- [Work item]:
Below this line is a set of entries; quote exactly the lines from the line that contains "or send it." to the line that contains "#[derive(Parser)]", both lines included.
--- START ---
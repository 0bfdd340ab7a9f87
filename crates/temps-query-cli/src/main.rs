//! temps-query CLI
//!
//! Runs Azure Resource Graph query batches from the command line: list the
//! supported clouds, preview the requests a batch turns into, or send it.

mod commands;

use clap::{Parser, Subcommand};
use commands::{BuildCommand, CloudsCommand, RunCommand};
use tracing_subscriber::{layer::SubscriberExt, Layer};

#[derive(Parser)]
#[command(author, version, about, long_about = None)]
struct Cli {
    /// Log level (trace, debug, info, warn, error)
    #[arg(long, default_value = "info", env = "TEMPS_LOG_LEVEL", global = true)]
    log_level: String,

    /// Log format: compact, full
    #[arg(
        long,
        default_value = "compact",
        env = "TEMPS_LOG_FORMAT",
        global = true
    )]
    log_format: String,

    #[command(subcommand)]
    command: Commands,
}

#[derive(Subcommand)]
enum Commands {
    /// List supported clouds and their endpoints
    Clouds(CloudsCommand),
    /// Interpolate a batch and print the requests without sending them
    Build(BuildCommand),
    /// Send a batch and print the normalized responses
    Run(RunCommand),
}

fn main() -> anyhow::Result<()> {
    let cli = Cli::parse();

    // If RUST_LOG is set, use it as-is; otherwise our crates log at the
    // requested level and dependencies at warn
    let filter = if std::env::var("RUST_LOG").is_ok() {
        tracing_subscriber::EnvFilter::try_from_default_env()?
    } else {
        tracing_subscriber::EnvFilter::new(format!(
            "temps_query_cli={level},\
             temps_query={level},\
             temps_query_resource_graph={level},\
             hyper=warn,\
             reqwest=warn,\
             rustls=warn",
            level = cli.log_level
        ))
    };

    let fmt_layer = match cli.log_format.as_str() {
        "full" => tracing_subscriber::fmt::layer()
            .with_writer(std::io::stderr)
            .with_target(true)
            .with_thread_ids(false)
            .with_thread_names(false)
            .boxed(),
        _ => tracing_subscriber::fmt::layer() // "compact" or any other value
            .with_writer(std::io::stderr)
            .compact()
            .with_target(false)
            .with_thread_ids(false)
            .with_thread_names(false)
            .boxed(),
    };

    let subscriber = tracing_subscriber::registry().with(filter).with(fmt_layer);
    tracing::subscriber::set_global_default(subscriber)?;

    match cli.command {
        Commands::Clouds(cmd) => cmd.execute(),
        Commands::Build(cmd) => cmd.execute(),
        Commands::Run(cmd) => cmd.execute(),
    }
}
--- END ---
- [Solution]:
//! supported clouds, preview the requests a batch turns into, or send it.

mod commands;

use clap::{Parser, Subcommand};
use commands::{BuildCommand, CloudsCommand, RunCommand};
use tracing_subscriber::{layer::SubscriberExt, Layer};

#[derive(Parser)]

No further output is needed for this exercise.